::: Raw data

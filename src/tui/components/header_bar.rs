//! # HeaderBar Component
//!
//! Top app bar showing the current screen title and notifications.
//!
//! ## Responsibilities
//!
//! - Display the screen title ("HALAMAN" on home, "Detail Barang" on detail)
//! - Display status messages (e.g., "Detail: Tumbler Hijau")
//! - Show the key hints for the current screen, right-aligned
//!
//! ## Design Decisions
//!
//! ### Stateless Component
//!
//! HeaderBar is purely presentational—it receives all data as props and has no
//! internal state. This makes it trivial to test and reason about:
//!
//! ```rust,ignore
//! let header = HeaderBar {
//!     title: "HALAMAN".to_string(),
//!     status: "Detail: Tumbler Hijau".to_string(),
//!     hint: "Esc kembali",
//! };
//! header.render(frame, area);
//! ```
//!
//! ### State Ownership
//!
//! The props come from different sources:
//! - `title`: derived from the current `Screen`
//! - `status`: Core App state (set by the reducer)
//! - `hint`: TUI state (what the keys do on this screen)
//!
//! The HeaderBar doesn't care where they come from—it just renders what it's
//! given.
//!
//! ## Conditional Formatting
//!
//! 1. **With status**: `" HALAMAN | Detail: Tumbler Hijau"`
//! 2. **Default**: `" HALAMAN"`
//!
//! The hint stays pinned to the right edge in both cases.

use ratatui::Frame;
use ratatui::layout::{Alignment, Constraint, Layout, Rect};
use ratatui::style::{Color, Modifier, Style};
use ratatui::text::{Line, Span};
use ratatui::widgets::Paragraph;
use unicode_width::UnicodeWidthStr;

use crate::tui::component::Component;

/// Backdrop color shared by the header and the bottom tab strip.
pub const BAR_BG: Color = Color::Rgb(0x62, 0x00, 0xEE);

/// Top app bar component showing title, status, and key hints.
pub struct HeaderBar {
    /// Screen title (e.g., "HALAMAN")
    pub title: String,
    /// Status message (e.g., "Detail: Tumbler Hijau")
    pub status: String,
    /// Key hints for the current screen
    pub hint: &'static str,
}

impl HeaderBar {
    pub fn new(title: String, status: String, hint: &'static str) -> Self {
        Self { title, status, hint }
    }
}

impl Component for HeaderBar {
    /// Render the header as a single purple line.
    ///
    /// The area is split so the hint can be right-aligned without ever
    /// overwriting the title: title and status take what's left after
    /// the hint's exact width is reserved.
    fn render(&mut self, frame: &mut Frame, area: Rect) {
        let bar_style = Style::default().bg(BAR_BG).fg(Color::White);

        let hint_width = UnicodeWidthStr::width(self.hint) as u16 + 1;
        let [title_area, hint_area] =
            Layout::horizontal([Constraint::Min(0), Constraint::Length(hint_width)]).areas(area);

        let mut spans = vec![Span::styled(
            format!(" {}", self.title),
            Style::default().add_modifier(Modifier::BOLD),
        )];
        if !self.status.is_empty() {
            spans.push(Span::raw(format!(" | {}", self.status)));
        }

        frame.render_widget(Paragraph::new(Line::from(spans)).style(bar_style), title_area);
        frame.render_widget(
            Paragraph::new(self.hint)
                .alignment(Alignment::Right)
                .style(bar_style.add_modifier(Modifier::DIM)),
            hint_area,
        );
    }
}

::::::

▶ [To do]
Determine which lines above include the word "what", and report those lines in full.

▶ [Solved exercise]
//! - `hint`: TUI state (what the keys do on this screen)
//! The HeaderBar doesn't care where they come from—it just renders what it's
    /// overwriting the title: title and status take what's left after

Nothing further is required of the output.